52 In this country, in September 1988, the Australian Law Reform Commission published its (Harmer) Report No. 45 'General Insolvency Inquiry' in which the Commission considered claims denominated in foreign currency. Reference was made to Dynamics Corporation and to Lines and it was noted that, in the case of a corporate liquidation, the only Australian case was In re Tillam Boehme & Tickle Pty Ltd (In Liquidation) [1932] VLR 146.
53 (In Tillam, Mann J held (at 149) that 'the relevant date is not when the amount is in fact paid or when judgment for it is given but the date when the same became due'.)
54 The Report stated (at 328):
'810. Three approaches. The Commission considered three approaches which can be taken to this area of the law.
· The principle enunciated in the Dynamics Corporation and the Lines Bros cases could be codified. The legislation would provide for all claims to be converted as at the date of the commencement of the insolvency administration.

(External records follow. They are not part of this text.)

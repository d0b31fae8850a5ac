//! Configuration management for logbox
//!
//! This module provides a layered configuration system that loads settings from:
//! 1. Default values (embedded in structs)
//! 2. TOML configuration file
//! 3. Environment variables (highest priority)
//!
//! # Usage
//!
//! ```no_run
//! use logbox::config::Config;
//!
//! let config = Config::load().expect("Failed to load configuration");
//! println!("Store path: {}", config.store.path.display());
//! ```
//!
//! # Environment Variables
//!
//! Configuration can be overridden using environment variables with the pattern:
//! `LOGBOX__<section>__<key>`
//!
//! Examples:
//! - `LOGBOX__STORE__PATH=/var/lib/logbox`
//! - `LOGBOX__BUFFER__BATCH_SIZE=200`
//! - `LOGBOX__RETENTION__MAX_SIZE=1GB`
//!
//! # Configuration File
//!
//! By default, the configuration is loaded from `config/logbox.toml`.
//! This can be overridden using the `LOGBOX_CONFIG` environment variable.

mod models;
mod sources;
mod validation;

pub use crate::humanize::ByteSize;
pub use models::{
    BufferConfig, Config, RetentionConfig, SearchConfig, StoreConfig, TelemetryConfig,
};
pub use validation::ValidationError;

use thiserror::Error;

#[derive(Debug, Error)]
pub enum ConfigError {
    #[error("Failed to load configuration: {0}")]
    LoadError(#[from] config::ConfigError),

    #[error("Configuration validation failed: {0}")]
    ValidationError(#[from] ValidationError),
}

impl Config {
    /// Load configuration from all sources (file + environment)
    ///
    /// Configuration is loaded with the following priority (highest to lowest):
    /// 1. Environment variables (`LOGBOX__*`)
    /// 2. TOML file (default: `config/logbox.toml`)
    /// 3. Default values
    pub fn load() -> Result<Self, ConfigError> {
        let config = sources::load()?;
        validation::validate(&config)?;
        Ok(config)
    }

    /// Load configuration from a specific path
    pub fn load_from_path(path: std::path::PathBuf) -> Result<Self, ConfigError> {
        let config = sources::load_from_sources(path)?;
        validation::validate(&config)?;
        Ok(config)
    }

    /// Validate a configuration assembled in code
    pub fn validate(&self) -> Result<(), ConfigError> {
        validation::validate(self)?;
        Ok(())
    }
}
pub mod buffer;
pub mod config;
pub mod context;
pub mod humanize;
pub mod model;
pub mod observability;
pub mod search;
pub mod store;

pub use context::{LogBox, LogBoxError, Logger};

· The legislation could stipulate the commencement of the insolvency administration as the date for conversion but could permit contractual provisions varying that date.
· Another date for conversion, for example, the date at which a debt is admitted or the date of declaration of a dividend, could be set.
The problem with the third approach is that, although it fixes a date, the occurrence of the relevant event by reference to which the date for conversion is determined will be very much a matter for the individual insolvency administrator. The same criticism might be made of the second approach, on the assumption that the parties may themselves choose to provide for a date which is, in fact, at the discretion of either the creditor or the insolvency administrator.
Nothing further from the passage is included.